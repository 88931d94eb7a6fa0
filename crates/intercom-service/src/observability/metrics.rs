//! Metrics definitions for the intercom service.
//!
//! All metrics follow Prometheus naming conventions:
//! - `intercom_` prefix
//! - `_total` suffix for counters
//! - `_seconds` suffix for duration histograms
//!
//! # Cardinality
//!
//! Labels are bounded to prevent cardinality explosion:
//! - `method`: HTTP verbs only
//! - `endpoint`: route templates, id segments collapsed to `{id}`
//! - `status`: success, error, timeout
//! - `operation`: bounded by the bridge client's method set
//! - `flow`: offer, answer, whip, whep

use metrics::{counter, gauge, histogram};
use metrics_exporter_prometheus::{Matcher, PrometheusBuilder, PrometheusHandle};
use std::time::Duration;

/// Install the Prometheus recorder and return the handle `/metrics` renders.
///
/// # Errors
///
/// Returns error if the recorder fails to install (e.g., already installed).
pub fn init_metrics_recorder() -> Result<PrometheusHandle, String> {
    PrometheusBuilder::new()
        .set_buckets_for_metric(
            Matcher::Prefix("intercom_http_request".to_string()),
            &[
                0.005, 0.010, 0.025, 0.050, 0.100, 0.250, 0.500, 1.000, 5.000, 30.000,
            ],
        )
        .map_err(|e| format!("Failed to set HTTP request buckets: {e}"))?
        // Bridge calls cross the network; allocation is the slow path.
        .set_buckets_for_metric(
            Matcher::Prefix("intercom_bridge_request".to_string()),
            &[
                0.010, 0.025, 0.050, 0.100, 0.250, 0.500, 1.000, 2.500, 5.000, 10.000,
            ],
        )
        .map_err(|e| format!("Failed to set bridge request buckets: {e}"))?
        .set_buckets_for_metric(
            Matcher::Prefix("intercom_serializer_wait".to_string()),
            &[0.001, 0.005, 0.010, 0.050, 0.100, 0.500, 1.000, 5.000],
        )
        .map_err(|e| format!("Failed to set serializer buckets: {e}"))?
        .install_recorder()
        .map_err(|e| format!("Failed to install Prometheus recorder: {e}"))
}

// ============================================================================
// HTTP Request Metrics
// ============================================================================

/// Record HTTP request completion
///
/// Metric: `intercom_http_requests_total`, `intercom_http_request_duration_seconds`
/// Labels: `method`, `endpoint`, `status`
pub fn record_http_request(method: &str, endpoint: &str, status_code: u16, duration: Duration) {
    let normalized_endpoint = normalize_endpoint(endpoint);
    let status = categorize_status_code(status_code);

    histogram!("intercom_http_request_duration_seconds",
        "method" => method.to_string(),
        "endpoint" => normalized_endpoint.clone(),
        "status" => status.to_string()
    )
    .record(duration.as_secs_f64());

    counter!("intercom_http_requests_total",
        "method" => method.to_string(),
        "endpoint" => normalized_endpoint,
        "status_code" => status_code.to_string()
    )
    .increment(1);
}

fn categorize_status_code(status_code: u16) -> &'static str {
    match status_code {
        200..=299 => "success",
        408 | 504 => "timeout",
        _ => "error",
    }
}

/// Collapse UUID path segments into `{id}`.
///
/// Paths outside the known prefixes become `/other`.
fn normalize_endpoint(path: &str) -> String {
    const KNOWN_PREFIXES: [&str; 4] = ["/api/v1/", "/whip/", "/whep/", "/health"];

    if path == "/metrics" {
        return path.to_string();
    }
    if !KNOWN_PREFIXES.iter().any(|prefix| path.starts_with(prefix)) {
        return "/other".to_string();
    }

    path.split('/')
        .map(|segment| {
            if uuid::Uuid::parse_str(segment).is_ok() {
                "{id}"
            } else {
                segment
            }
        })
        .collect::<Vec<_>>()
        .join("/")
}

// ============================================================================
// Bridge Metrics
// ============================================================================

/// Record one call to the media bridge.
///
/// Metric: `intercom_bridge_request_duration_seconds`, `intercom_bridge_requests_total`
/// Labels: `operation`, `status`
pub fn record_bridge_request(operation: &'static str, status: &'static str, duration: Duration) {
    histogram!("intercom_bridge_request_duration_seconds",
        "operation" => operation
    )
    .record(duration.as_secs_f64());

    counter!("intercom_bridge_requests_total",
        "operation" => operation,
        "status" => status
    )
    .increment(1);
}

/// Record the outcome of a line conference lookup.
///
/// Metric: `intercom_line_conferences_total`
/// Labels: `outcome` (`reused` | `allocated`)
pub fn record_line_conference(outcome: &'static str) {
    counter!("intercom_line_conferences_total", "outcome" => outcome).increment(1);
}

/// Set the number of bridge endpoints whose ICE or DTLS state is failed.
///
/// Metric: `intercom_bridge_failed_endpoints`
pub fn set_bridge_failed_endpoints(count: usize) {
    gauge!("intercom_bridge_failed_endpoints").set(count as f64);
}

// ============================================================================
// Negotiation Metrics
// ============================================================================

/// Record a negotiation attempt.
///
/// Metric: `intercom_negotiations_total`
/// Labels: `flow`, `status`
pub fn record_negotiation(flow: &'static str, status: &'static str) {
    counter!("intercom_negotiations_total",
        "flow" => flow,
        "status" => status
    )
    .increment(1);
}

// ============================================================================
// Serializer Metrics
// ============================================================================

/// Record how long a job waited in the serializer queue before it started.
///
/// Metric: `intercom_serializer_wait_seconds`
pub fn record_serializer_wait(duration: Duration) {
    histogram!("intercom_serializer_wait_seconds").record(duration.as_secs_f64());
}

// ============================================================================
// Session Metrics
// ============================================================================

/// Publish the current session counts by liveness state.
///
/// Metric: `intercom_sessions`
/// Labels: `state` (`active` | `inactive` | `expired`)
pub fn set_session_counts(active: usize, inactive: usize, expired: usize) {
    gauge!("intercom_sessions", "state" => "active").set(active as f64);
    gauge!("intercom_sessions", "state" => "inactive").set(inactive as f64);
    gauge!("intercom_sessions", "state" => "expired").set(expired as f64);
}

/// Record sessions removed by the expiry sweep.
///
/// Metric: `intercom_sessions_reaped_total`
pub fn record_sessions_reaped(count: usize) {
    counter!("intercom_sessions_reaped_total").increment(count as u64);
}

### Exercise aim:
Copy out the entries above without altering a single character.

### Solution:
repository 88931d94eb7a6fa0
filename crates/intercom-service/src/observability/metrics.rs
//! Metrics definitions for the intercom service.
//!
//! All metrics follow Prometheus naming conventions:
//! - `intercom_` prefix
//! - `_total` suffix for counters
//! - `_seconds` suffix for duration histograms
//!
//! # Cardinality
//!
//! Labels are bounded to prevent cardinality explosion:
//! - `method`: HTTP verbs only
//! - `endpoint`: route templates, id segments collapsed to `{id}`
//! - `status`: success, error, timeout
//! - `operation`: bounded by the bridge client's method set
//! - `flow`: offer, answer, whip, whep

use metrics::{counter, gauge, histogram};
use metrics_exporter_prometheus::{Matcher, PrometheusBuilder, PrometheusHandle};
use std::time::Duration;

/// Install the Prometheus recorder and return the handle `/metrics` renders.
///
/// # Errors
///
/// Returns error if the recorder fails to install (e.g., already installed).
pub fn init_metrics_recorder() -> Result<PrometheusHandle, String> {
    PrometheusBuilder::new()
        .set_buckets_for_metric(
            Matcher::Prefix("intercom_http_request".to_string()),
            &[
                0.005, 0.010, 0.025, 0.050, 0.100, 0.250, 0.500, 1.000, 5.000, 30.000,
            ],
        )
        .map_err(|e| format!("Failed to set HTTP request buckets: {e}"))?
        // Bridge calls cross the network; allocation is the slow path.
        .set_buckets_for_metric(
            Matcher::Prefix("intercom_bridge_request".to_string()),
            &[
                0.010, 0.025, 0.050, 0.100, 0.250, 0.500, 1.000, 2.500, 5.000, 10.000,
            ],
        )
        .map_err(|e| format!("Failed to set bridge request buckets: {e}"))?
        .set_buckets_for_metric(
            Matcher::Prefix("intercom_serializer_wait".to_string()),
            &[0.001, 0.005, 0.010, 0.050, 0.100, 0.500, 1.000, 5.000],
        )
        .map_err(|e| format!("Failed to set serializer buckets: {e}"))?
        .install_recorder()
        .map_err(|e| format!("Failed to install Prometheus recorder: {e}"))
}

// ============================================================================
// HTTP Request Metrics
// ============================================================================

/// Record HTTP request completion
///
/// Metric: `intercom_http_requests_total`, `intercom_http_request_duration_seconds`
/// Labels: `method`, `endpoint`, `status`
pub fn record_http_request(method: &str, endpoint: &str, status_code: u16, duration: Duration) {
    let normalized_endpoint = normalize_endpoint(endpoint);
    let status = categorize_status_code(status_code);

    histogram!("intercom_http_request_duration_seconds",
        "method" => method.to_string(),
        "endpoint" => normalized_endpoint.clone(),
        "status" => status.to_string()
    )
    .record(duration.as_secs_f64());

    counter!("intercom_http_requests_total",
        "method" => method.to_string(),
        "endpoint" => normalized_endpoint,
        "status_code" => status_code.to_string()
    )
    .increment(1);
}

fn categorize_status_code(status_code: u16) -> &'static str {
    match status_code {
        200..=299 => "success",
        408 | 504 => "timeout",
        _ => "error",
    }
}

/// Collapse UUID path segments into `{id}`.
///
/// Paths outside the known prefixes become `/other`.
fn normalize_endpoint(path: &str) -> String {
    const KNOWN_PREFIXES: [&str; 4] = ["/api/v1/", "/whip/", "/whep/", "/health"];

    if path == "/metrics" {
        return path.to_string();
    }
    if !KNOWN_PREFIXES.iter().any(|prefix| path.starts_with(prefix)) {
        return "/other".to_string();
    }

    path.split('/')
        .map(|segment| {
            if uuid::Uuid::parse_str(segment).is_ok() {
                "{id}"
            } else {
                segment
            }
        })
        .collect::<Vec<_>>()
        .join("/")
}

// ============================================================================
// Bridge Metrics
// ============================================================================

/// Record one call to the media bridge.
///
/// Metric: `intercom_bridge_request_duration_seconds`, `intercom_bridge_requests_total`
/// Labels: `operation`, `status`
pub fn record_bridge_request(operation: &'static str, status: &'static str, duration: Duration) {
    histogram!("intercom_bridge_request_duration_seconds",
        "operation" => operation
    )
    .record(duration.as_secs_f64());

    counter!("intercom_bridge_requests_total",
        "operation" => operation,
        "status" => status
    )
    .increment(1);
}

/// Record the outcome of a line conference lookup.
///
/// Metric: `intercom_line_conferences_total`
/// Labels: `outcome` (`reused` | `allocated`)
pub fn record_line_conference(outcome: &'static str) {
    counter!("intercom_line_conferences_total", "outcome" => outcome).increment(1);
}

/// Set the number of bridge endpoints whose ICE or DTLS state is failed.
///
/// Metric: `intercom_bridge_failed_endpoints`
pub fn set_bridge_failed_endpoints(count: usize) {
    gauge!("intercom_bridge_failed_endpoints").set(count as f64);
}

// ============================================================================
// Negotiation Metrics
// ============================================================================

/// Record a negotiation attempt.
///
/// Metric: `intercom_negotiations_total`
/// Labels: `flow`, `status`
pub fn record_negotiation(flow: &'static str, status: &'static str) {
    counter!("intercom_negotiations_total",
        "flow" => flow,
        "status" => status
    )
    .increment(1);
}

// ============================================================================
// Serializer Metrics
// ============================================================================

/// Record how long a job waited in the serializer queue before it started.
///
/// Metric: `intercom_serializer_wait_seconds`
pub fn record_serializer_wait(duration: Duration) {
    histogram!("intercom_serializer_wait_seconds").record(duration.as_secs_f64());
}

// ============================================================================
// Session Metrics
// ============================================================================

/// Publish the current session counts by liveness state.
///
/// Metric: `intercom_sessions`
/// Labels: `state` (`active` | `inactive` | `expired`)
pub fn set_session_counts(active: usize, inactive: usize, expired: usize) {
    gauge!("intercom_sessions", "state" => "active").set(active as f64);
    gauge!("intercom_sessions", "state" => "inactive").set(inactive as f64);
    gauge!("intercom_sessions", "state" => "expired").set(expired as f64);
}

/// Record sessions removed by the expiry sweep.
///
/// Metric: `intercom_sessions_reaped_total`
pub fn record_sessions_reaped(count: usize) {
    counter!("intercom_sessions_reaped_total").increment(count as u64);
}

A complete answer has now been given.